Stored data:
..........

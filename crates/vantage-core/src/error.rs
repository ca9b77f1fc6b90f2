//! Error types for camera setup validation.

use thiserror::Error;

/// Camera setup errors.
///
/// The transform functions never return these; they exist for callers that
/// want to reject a bad camera before feeding it to the math.
#[derive(Debug, Clone, PartialEq, Error)]
pub enum CameraError {
    #[error("invalid viewport size {width}x{height}")]
    InvalidViewport { width: f32, height: f32 },

    #[error("projection matrix is not invertible")]
    SingularProjection,

    #[error("view matrix is not invertible")]
    SingularView,
}
//! Per-frame pan diagnostics.
//!
//! Diagnostics stay out of the pan math; a caller that wants per-frame
//! records hands an observer to [`Panner::drive_observed`](crate::Panner::drive_observed).

use glam::{Vec2, Vec3};
use serde::{Deserialize, Serialize};

use crate::pan::PanGesture;

/// One update of an active drag.
#[derive(Debug, Clone, Copy, PartialEq, Serialize, Deserialize)]
pub struct PanSample {
    /// Updates since the gesture began, starting at 1
    pub frame: u32,
    pub cursor: Vec2,
    /// Camera position after the step
    pub camera_position: Vec3,
    /// Anchor re-projected through the new camera; matches `cursor` while pinned
    pub anchor_screen: Vec2,
}

impl PanSample {
    /// Pixel distance between the re-projected anchor and the cursor
    pub fn pin_error(&self) -> f32 {
        self.anchor_screen.distance(self.cursor)
    }
}

pub trait PanObserver {
    fn on_begin(&mut self, gesture: &PanGesture) {
        let _ = gesture;
    }

    fn on_step(&mut self, sample: &PanSample);

    fn on_end(&mut self) {}
}

/// Observer that drops everything.
#[derive(Debug, Default, Clone, Copy)]
pub struct NoopObserver;

impl PanObserver for NoopObserver {
    fn on_step(&mut self, _sample: &PanSample) {}
}

/// Emits each sample as a `trace` event.
#[derive(Debug, Default, Clone, Copy)]
pub struct TracingObserver;

impl PanObserver for TracingObserver {
    fn on_begin(&mut self, gesture: &PanGesture) {
        tracing::trace!(
            anchor = %gesture.anchor_world,
            depth = gesture.anchor_depth,
            "pan began"
        );
    }

    fn on_step(&mut self, sample: &PanSample) {
        tracing::trace!(
            frame = sample.frame,
            cursor = %sample.cursor,
            camera = %sample.camera_position,
            pin_error = sample.pin_error(),
            "pan step"
        );
    }

    fn on_end(&mut self) {
        tracing::trace!("pan ended");
    }
}

#[cfg(test)]
mod tests {
    use super::*;

    #[test]
    fn test_pin_error() {
        let sample = PanSample {
            frame: 1,
            cursor: Vec2::new(10.0, 10.0),
            camera_position: Vec3::ZERO,
            anchor_screen: Vec2::new(13.0, 14.0),
        };
        assert_eq!(sample.pin_error(), 5.0);
    }
}
//! glam re-exports shared by every vantage crate.

pub use glam::{Mat3, Mat4, Quat, Vec2, Vec3, Vec4};
//! Pan configuration, loadable from JSON.

use std::path::Path;

use serde::{Deserialize, Serialize};
use thiserror::Error;

/// How the camera translation is solved each frame.
#[derive(Debug, Clone, Copy, PartialEq, Eq, Default, Serialize, Deserialize)]
#[serde(rename_all = "snake_case")]
pub enum PanStrategy {
    /// Intersect the cursor ray with a camera-facing plane through the anchor
    /// and shift the camera by the miss distance. No view matrix inversion in
    /// the solve.
    #[default]
    PlaneIntersection,
    /// Solve for the view matrix translation column directly.
    ViewMatrixColumn,
}

/// Anchor depth used when the gesture-start raycast misses.
#[derive(Debug, Clone, Copy, PartialEq, Eq, Default, Serialize, Deserialize)]
#[serde(rename_all = "snake_case")]
pub enum FallbackDepth {
    #[default]
    FarPlane,
    /// Halfway between the near and far planes
    Midpoint,
}

impl FallbackDepth {
    pub fn resolve(self, near: f32, far: f32) -> f32 {
        match self {
            FallbackDepth::FarPlane => far,
            FallbackDepth::Midpoint => (near + far) * 0.5,
        }
    }
}

#[derive(Debug, Clone, Copy, PartialEq, Eq, Default, Serialize, Deserialize)]
#[serde(default)]
pub struct PanConfig {
    pub strategy: PanStrategy,
    pub fallback_depth: FallbackDepth,
}

#[derive(Debug, Error)]
pub enum ConfigError {
    #[error("failed to read config: {0}")]
    Io(#[from] std::io::Error),

    #[error("failed to parse config: {0}")]
    Parse(#[from] serde_json::Error),
}

impl PanConfig {
    pub fn from_json_str(json: &str) -> Result<Self, ConfigError> {
        Ok(serde_json::from_str(json)?)
    }

    pub fn load(path: impl AsRef<Path>) -> Result<Self, ConfigError> {
        let text = std::fs::read_to_string(path)?;
        Self::from_json_str(&text)
    }
}

#[cfg(test)]
mod tests {
    use super::*;

    #[test]
    fn test_defaults() {
        let config = PanConfig::default();
        assert_eq!(config.strategy, PanStrategy::PlaneIntersection);
        assert_eq!(config.fallback_depth, FallbackDepth::FarPlane);
    }

    #[test]
    fn test_empty_json_uses_defaults() {
        let config = PanConfig::from_json_str("{}").unwrap();
        assert_eq!(config, PanConfig::default());
    }

    #[test]
    fn test_parse_variants() {
        let config = PanConfig::from_json_str(
            r#"{"strategy": "view_matrix_column", "fallback_depth": "midpoint"}"#,
        )
        .unwrap();
        assert_eq!(config.strategy, PanStrategy::ViewMatrixColumn);
        assert_eq!(config.fallback_depth, FallbackDepth::Midpoint);
    }

    #[test]
    fn test_unknown_strategy_is_error() {
        let err = PanConfig::from_json_str(r#"{"strategy": "helper_camera"}"#).unwrap_err();
        assert!(matches!(err, ConfigError::Parse(_)));
    }

    #[test]
    fn test_missing_file_is_io_error() {
        let err = PanConfig::load("/nonexistent/vantage/pan.json").unwrap_err();
        assert!(matches!(err, ConfigError::Io(_)));
    }

    #[test]
    fn test_fallback_resolve() {
        assert_eq!(FallbackDepth::FarPlane.resolve(0.5, 100.0), 100.0);
        assert_eq!(FallbackDepth::Midpoint.resolve(0.5, 100.0), 50.25);
    }
}
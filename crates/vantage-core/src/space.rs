//! Coordinate space value types.
//!
//! Every stage of the screen <-> world pipeline gets its own point type so a
//! camera-space point can't be handed to something expecting pixels. They are
//! thin `Copy` wrappers over [`Vec3`].

use serde::{Deserialize, Serialize};

use crate::error::CameraError;
use crate::math::{Vec2, Vec3};

macro_rules! point_type {
    ($(#[$meta:meta])* $name:ident) => {
        $(#[$meta])*
        #[derive(Debug, Clone, Copy, PartialEq, Default, Serialize, Deserialize)]
        #[serde(transparent)]
        pub struct $name(pub Vec3);

        impl $name {
            pub const ZERO: Self = Self(Vec3::ZERO);

            pub fn new(x: f32, y: f32, z: f32) -> Self {
                Self(Vec3::new(x, y, z))
            }

            /// x/y components
            pub fn xy(&self) -> Vec2 {
                self.0.truncate()
            }

            pub fn to_vec3(self) -> Vec3 {
                self.0
            }
        }

        impl From<Vec3> for $name {
            fn from(v: Vec3) -> Self {
                Self(v)
            }
        }

        impl From<$name> for Vec3 {
            fn from(p: $name) -> Self {
                p.0
            }
        }
    };
}

point_type!(
    /// Pixel position relative to the bottom-left corner of the viewport.
    ///
    /// `z` is not a depth buffer value. When deprojecting it selects the
    /// camera-space distance (along -z) of the resulting point; when
    /// projecting it carries the source world z through for display.
    ScreenPoint
);

point_type!(
    /// Screen position divided by the viewport size, (0, 0) to (1, 1) on screen.
    ViewportPoint
);

point_type!(
    /// Normalized device coordinates, -1 to 1 on every axis inside the view volume.
    NdcPoint
);

point_type!(
    /// Point in the camera's right-handed local frame, looking down -z.
    CameraPoint
);

point_type!(
    /// Point in the global frame.
    WorldPoint
);

/// Pixel dimensions of the render target.
///
/// Zero, negative and non-finite sizes are rejected up front so the
/// viewport division in the transforms is always defined.
#[derive(Debug, Clone, Copy, PartialEq, Serialize, Deserialize)]
#[serde(try_from = "RawViewport", into = "RawViewport")]
pub struct Viewport {
    width: f32,
    height: f32,
}

#[derive(Serialize, Deserialize)]
struct RawViewport {
    width: f32,
    height: f32,
}

impl Viewport {
    pub fn new(width: f32, height: f32) -> Result<Self, CameraError> {
        let valid = |v: f32| v.is_finite() && v > 0.0;
        if !valid(width) || !valid(height) {
            return Err(CameraError::InvalidViewport { width, height });
        }
        Ok(Self { width, height })
    }

    /// Create from integer pixel dimensions
    pub fn from_pixels(width: u32, height: u32) -> Result<Self, CameraError> {
        Self::new(width as f32, height as f32)
    }

    pub fn width(&self) -> f32 {
        self.width
    }

    pub fn height(&self) -> f32 {
        self.height
    }

    pub fn size(&self) -> Vec2 {
        Vec2::new(self.width, self.height)
    }

    /// width / height
    pub fn aspect(&self) -> f32 {
        self.width / self.height
    }

    /// Pixel position of the viewport center
    pub fn center(&self) -> Vec2 {
        self.size() * 0.5
    }
}

impl Default for Viewport {
    /// 1920x1080
    fn default() -> Self {
        Self {
            width: 1920.0,
            height: 1080.0,
        }
    }
}

impl TryFrom<RawViewport> for Viewport {
    type Error = CameraError;

    fn try_from(raw: RawViewport) -> Result<Self, Self::Error> {
        Self::new(raw.width, raw.height)
    }
}

impl From<Viewport> for RawViewport {
    fn from(v: Viewport) -> Self {
        Self {
            width: v.width,
            height: v.height,
        }
    }
}

#[cfg(test)]
mod tests {
    use super::*;

    #[test]
    fn test_viewport_valid() {
        let viewport = Viewport::new(1920.0, 1080.0).unwrap();
        assert_eq!(viewport.size(), Vec2::new(1920.0, 1080.0));
        assert_eq!(viewport.center(), Vec2::new(960.0, 540.0));
        assert!((viewport.aspect() - 16.0 / 9.0).abs() < 1e-6);
    }

    #[test]
    fn test_viewport_default_is_valid() {
        let viewport = Viewport::default();
        assert_eq!(Viewport::new(viewport.width(), viewport.height()), Ok(viewport));
    }

    #[test]
    fn test_viewport_rejects_zero() {
        let err = Viewport::new(0.0, 1080.0).unwrap_err();
        assert_eq!(
            err,
            CameraError::InvalidViewport {
                width: 0.0,
                height: 1080.0
            }
        );
        assert!(Viewport::from_pixels(640, 0).is_err());
    }

    #[test]
    fn test_viewport_rejects_non_finite() {
        assert!(Viewport::new(f32::NAN, 10.0).is_err());
        assert!(Viewport::new(10.0, f32::INFINITY).is_err());
        assert!(Viewport::new(-5.0, 10.0).is_err());
    }

    #[test]
    fn test_viewport_deserialize_validates() {
        let ok: Viewport = serde_json::from_str(r#"{"width": 800, "height": 600}"#).unwrap();
        assert_eq!(ok.width(), 800.0);

        let bad = serde_json::from_str::<Viewport>(r#"{"width": 0, "height": 600}"#);
        assert!(bad.is_err());
    }

    #[test]
    fn test_point_serde_is_transparent() {
        let p = ScreenPoint::new(1.0, 2.0, 3.0);
        let json = serde_json::to_string(&p).unwrap();
        assert_eq!(json, "[1.0,2.0,3.0]");
        let back: ScreenPoint = serde_json::from_str(&json).unwrap();
        assert_eq!(back, p);
    }

    #[test]
    fn test_point_xy() {
        let p = NdcPoint::new(0.25, -0.5, 0.9);
        assert_eq!(p.xy(), Vec2::new(0.25, -0.5));
        assert_eq!(Vec3::from(p), Vec3::new(0.25, -0.5, 0.9));
    }
}
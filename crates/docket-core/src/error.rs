//! Core error types for the Docket engine.
//!
//! The browser, storage, and search layers each carry their own error
//! enums; this module only defines what the core crate itself raises.

use thiserror::Error;

/// Errors raised by the core crate.
#[derive(Error, Debug)]
pub enum DocketError {
    /// Configuration errors (file loading, parsing, validation)
    #[error("configuration error: {0}")]
    Config(#[from] ConfigError),

    /// Validation errors (invalid input, constraints)
    #[error("validation error: {0}")]
    Validation(String),

    /// I/O errors
    #[error("I/O error: {0}")]
    Io(#[from] std::io::Error),
}

/// Configuration-specific errors.
#[derive(Error, Debug)]
pub enum ConfigError {
    /// Failed to determine config directory path
    #[error("could not determine config directory (XDG base directories not available)")]
    NoConfigDir,

    /// Failed to parse TOML
    #[error("failed to parse config TOML: {0}")]
    ParseError(#[from] toml::de::Error),

    /// Failed to serialize config
    #[error("failed to serialize config: {0}")]
    SerializeError(#[from] toml::ser::Error),

    /// I/O error reading/writing config
    #[error("I/O error: {0}")]
    Io(#[from] std::io::Error),

    /// Invalid configuration value
    #[error("invalid config value for {field}: {reason}")]
    InvalidValue {
        /// Field name
        field: String,
        /// Reason for invalidity
        reason: String,
    },
}

/// Result type alias using `DocketError`.
pub type Result<T> = std::result::Result<T, DocketError>;

/// Result type alias for configuration operations.
pub type ConfigResult<T> = std::result::Result<T, ConfigError>;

..........

▶ **TASK GOAL**
Repeat every line exactly, starting with the first line of the entries, and stop once the line containing "fn on_step(&mut self, sample: &PanSample);" has been given.

▶ **YOUR RESPONSE**
filename crates/vantage-core/src/error.rs
repository ca9b77f1fc6b90f2
//! Error types for camera setup validation.

use thiserror::Error;

/// Camera setup errors.
///
/// The transform functions never return these; they exist for callers that
/// want to reject a bad camera before feeding it to the math.
#[derive(Debug, Clone, PartialEq, Error)]
pub enum CameraError {
    #[error("invalid viewport size {width}x{height}")]
    InvalidViewport { width: f32, height: f32 },

    #[error("projection matrix is not invertible")]
    SingularProjection,

    #[error("view matrix is not invertible")]
    SingularView,
}
//! Per-frame pan diagnostics.
//!
//! Diagnostics stay out of the pan math; a caller that wants per-frame
//! records hands an observer to [`Panner::drive_observed`](crate::Panner::drive_observed).

use glam::{Vec2, Vec3};
use serde::{Deserialize, Serialize};

use crate::pan::PanGesture;

/// One update of an active drag.
#[derive(Debug, Clone, Copy, PartialEq, Serialize, Deserialize)]
pub struct PanSample {
    /// Updates since the gesture began, starting at 1
    pub frame: u32,
    pub cursor: Vec2,
    /// Camera position after the step
    pub camera_position: Vec3,
    /// Anchor re-projected through the new camera; matches `cursor` while pinned
    pub anchor_screen: Vec2,
}

impl PanSample {
    /// Pixel distance between the re-projected anchor and the cursor
    pub fn pin_error(&self) -> f32 {
        self.anchor_screen.distance(self.cursor)
    }
}

pub trait PanObserver {
    fn on_begin(&mut self, gesture: &PanGesture) {
        let _ = gesture;
    }

    fn on_step(&mut self, sample: &PanSample);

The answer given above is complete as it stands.